The class has a designated prescribed subject.  In route 2 the choices are:

  1. Peacemaking, Peacekeeping, 1918-1936;
  2. Arab-Israeli Conflict 1945-1979
  3. Communism in Crisis, 1976-1989

In each prescribed subject there are bullets that give a list of potential topics.  If materials are not in parentheses, those specific aspects of the bullet points can be the topic of an exam – and probably will be in the 7-year cycle of History.

All exams follow the same format (including Route 1 source-based papers).  There are 5 sources all on one subject that is explicitly stated at the beginning of the exam in italics.  4 of the sources are print, and are a mix of primary and secondary sources.  The fifth source is non-print; it may be a political cartoon, photography, painting or table of information.

There are always four questions and they follow a progression similar to Bloom’s Taxonomy:

Question 1 is divided into 1a and 1b worth 2 and 3 marks.  Here the students show that they understand the meaning of the sources and all the information they need can be derived from the source.

In question 2 the students are asked to compare the content of two sources.  The question always states  ‘views expressed’ so that the students don’t try to analyze the provenance of the sources here.  It is important that they provide concrete support by explicitly referencing the sources.  It is worth 6 points so students often think that they need to make 3 points of comparison and 3 points of contrast, but it is rarely that simple or balanced.

The best way to coach students on this section is to have them write a paragraph of similarities and a paragraph of differences.  Otherwise, they tend to describe one source, then the next, and then explain the relations in a final paragraph.  This sequential account never works out as well as the integrated approach.

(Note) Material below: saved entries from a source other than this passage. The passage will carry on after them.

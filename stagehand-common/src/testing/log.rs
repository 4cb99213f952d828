//! JSONL test logging.
//!
//! Call [`init_test_logging`] once (from a `#[ctor::ctor]` hook or at the top
//! of a test) to capture every tracing event of a test binary into
//! `target/test-logs/all_tests.jsonl`. [`TestLogger`] writes one phase-tagged
//! file per test for post-mortem debugging.

use serde::{Deserialize, Serialize};
use std::io::Write;
use std::path::PathBuf;
use std::sync::{Mutex, Once};
use std::time::Instant;
use tracing_subscriber::fmt::format::FmtSpan;
use tracing_subscriber::prelude::*;

static TEST_LOGGING_INIT: Once = Once::new();

/// Test execution phases.
#[derive(Debug, Clone, Copy, PartialEq, Eq, Serialize, Deserialize)]
#[serde(rename_all = "snake_case")]
pub enum TestPhase {
    Setup,
    Execute,
    Verify,
    Teardown,
}

impl std::fmt::Display for TestPhase {
    fn fmt(&self, f: &mut std::fmt::Formatter<'_>) -> std::fmt::Result {
        match self {
            Self::Setup => write!(f, "setup"),
            Self::Execute => write!(f, "execute"),
            Self::Verify => write!(f, "verify"),
            Self::Teardown => write!(f, "teardown"),
        }
    }
}

/// Install a global subscriber: JSONL to file plus compact test output.
///
/// Safe to call more than once.
///
/// - `STAGEHAND_TEST_LOG_FILE` overrides the JSONL path
/// - `STAGEHAND_TEST_LOG_LEVEL` sets the level (default `info`)
pub fn init_test_logging() {
    TEST_LOGGING_INIT.call_once(|| {
        let file_layer = create_global_log_file().map(|file| {
            tracing_subscriber::fmt::layer()
                .json()
                .with_writer(Mutex::new(file))
                .with_span_events(FmtSpan::CLOSE)
                .with_current_span(true)
                .with_thread_ids(true)
                .with_file(true)
                .with_line_number(true)
        });

        let stderr_layer = tracing_subscriber::fmt::layer()
            .with_test_writer()
            .with_target(true)
            .compact();

        let level = std::env::var("STAGEHAND_TEST_LOG_LEVEL").unwrap_or_else(|_| "info".into());
        let filter = tracing_subscriber::EnvFilter::try_new(format!(
            "stagehand={level},stagehand_common={level}"
        ))
        .unwrap_or_else(|_| tracing_subscriber::EnvFilter::new("info"));

        let subscriber = tracing_subscriber::registry()
            .with(filter)
            .with(file_layer)
            .with(stderr_layer);

        let _ = tracing::subscriber::set_global_default(subscriber);
    });
}

fn create_global_log_file() -> Option<std::fs::File> {
    if let Ok(custom_path) = std::env::var("STAGEHAND_TEST_LOG_FILE") {
        if let Some(parent) = PathBuf::from(&custom_path).parent() {
            let _ = std::fs::create_dir_all(parent);
        }
        return std::fs::File::create(&custom_path).ok();
    }

    let log_dir = test_log_dir();
    let _ = std::fs::create_dir_all(&log_dir);
    std::fs::File::create(log_dir.join("all_tests.jsonl")).ok()
}

/// `test-logs` under `CARGO_TARGET_DIR`, or under the nearest `target/`.
fn test_log_dir() -> PathBuf {
    if let Ok(target_dir) = std::env::var("CARGO_TARGET_DIR") {
        return PathBuf::from(target_dir).join("test-logs");
    }

    let mut cwd = std::env::current_dir().unwrap_or_default();
    loop {
        let target = cwd.join("target");
        if target.is_dir() {
            return target.join("test-logs");
        }
        if !cwd.pop() {
            return PathBuf::from("target/test-logs");
        }
    }
}

/// One line of a per-test log.
#[derive(Debug, Clone, Serialize, Deserialize)]
pub struct TestLogEntry {
    pub timestamp: String,
    pub test_name: String,
    pub phase: TestPhase,
    pub message: String,
    #[serde(skip_serializing_if = "Option::is_none")]
    pub data: Option<serde_json::Value>,
    pub duration_ms: u64,
}

/// Per-test JSONL logger.
pub struct TestLogger {
    test_name: String,
    start_time: Instant,
    entries: Mutex<Vec<TestLogEntry>>,
    log_file: Option<Mutex<std::fs::File>>,
}

impl TestLogger {
    pub fn for_test(test_name: &str) -> Self {
        let log_file = Self::create_log_file(test_name).ok();
        let logger = Self {
            test_name: test_name.to_string(),
            start_time: Instant::now(),
            entries: Mutex::new(Vec::new()),
            log_file: log_file.map(Mutex::new),
        };
        logger.log(TestPhase::Setup, "TEST START");
        logger
    }

    fn create_log_file(test_name: &str) -> std::io::Result<std::fs::File> {
        let log_dir = test_log_dir();
        std::fs::create_dir_all(&log_dir)?;
        let safe_name = test_name.replace("::", "_").replace(['/', '\\'], "_");
        std::fs::File::create(log_dir.join(format!("{safe_name}.jsonl")))
    }

    pub fn log(&self, phase: TestPhase, message: impl Into<String>) {
        self.write_entry(phase, message.into(), None);
    }

    pub fn log_with_data(
        &self,
        phase: TestPhase,
        message: impl Into<String>,
        data: serde_json::Value,
    ) {
        self.write_entry(phase, message.into(), Some(data));
    }

    fn write_entry(&self, phase: TestPhase, message: String, data: Option<serde_json::Value>) {
        let entry = TestLogEntry {
            timestamp: chrono::Utc::now().to_rfc3339(),
            test_name: self.test_name.clone(),
            phase,
            message,
            data,
            duration_ms: self.start_time.elapsed().as_millis() as u64,
        };

        if let Some(file) = &self.log_file
            && let Ok(mut f) = file.lock()
            && let Ok(json) = serde_json::to_string(&entry)
        {
            let _ = writeln!(f, "{json}");
        }

        tracing::info!(
            test = %self.test_name,
            phase = %entry.phase,
            duration_ms = entry.duration_ms,
            "{}",
            entry.message
        );

        if let Ok(mut entries) = self.entries.lock() {
            entries.push(entry);
        }
    }

    pub fn entries(&self) -> Vec<TestLogEntry> {
        self.entries.lock().map(|e| e.clone()).unwrap_or_default()
    }

    pub fn pass(self) {
        self.log(TestPhase::Verify, "TEST PASS");
    }

    pub fn fail(self, reason: impl Into<String>) {
        self.log_with_data(
            TestPhase::Verify,
            "TEST FAIL",
            serde_json::json!({ "reason": reason.into() }),
        );
    }
}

On the other hand, in question 3 (6 marks) they want to treat the two sources as discrete entities.  The question always asks the students to evaluate the values and limitations of two sources, ‘with reference to origins and purpose’.  This is a skill that may be familiar to them if they’ve already completed their Internal Assessment, but they really struggle with the different parts of the section.

  • Origins: provenance – who what when where.  This should be really brief as it is mostly regurgitation.
  • Purpose: why the source was produced.  Usually this is also brief, but sometimes there may be an official and a covert reason, so then it might be lengthier.
  • Value: why historians find this source useful.  Students often want to describe the contents and explain what about the contents make it valuable, but the provenance and purpose are what give form to value.  Certain types of sources have certain values and students should learn these.
  • Limitation: why historians are hesitant about using a source; or why they may not find it reliable.  Most students will write that a source is biased (or biast [sic])and this is an incomplete answer.  The really need to explain what that bias – or perspective is – and why that would make a historian consider the value more carefully.  Again, provenance and purpose are critical to understanding the limitations.

Question 4 is often called a mini-essay in teacher shorthand, and this can sometimes scare the students.  Students are asked to use the sources and their own knowledge to answer the question.  They worry about producing a lengthy introduction and a well-structured essay response.  In reality, a direct answer to the question followed by an explanation of how the sources and own knowledge support that answer is needed.  They should try to use all the sources if they can but should not worry too much if they can’t figure out how to use one of the sources.  By the time they do the final question they have used all the sources and have a good sense of how to use them in this question.  The problem is bringing in their  own knowledge.  While most have some success, they are usually lacking.  This is the final question of a very fast test and they sometimes run out of time.  However, the only way to achieve full marks (8) is to have both, so it is worth their time to include some even if it is limited.

How long on each question? There is no pat answer, but based on question values:

1 a + b: 10 minutes

2: 15 minutes

3: 15 minutes

4: 20 minutes

At this point, I think we all need to ask ourselves if we could manage this task as well as our best students do.  I am amazed at how thorough they can be, given the time constraints.   Every so often I challenge myself to do this and find that, as I see the 1-hour mark arrive, I wish I had 5 more minutes to review and produce a better answer.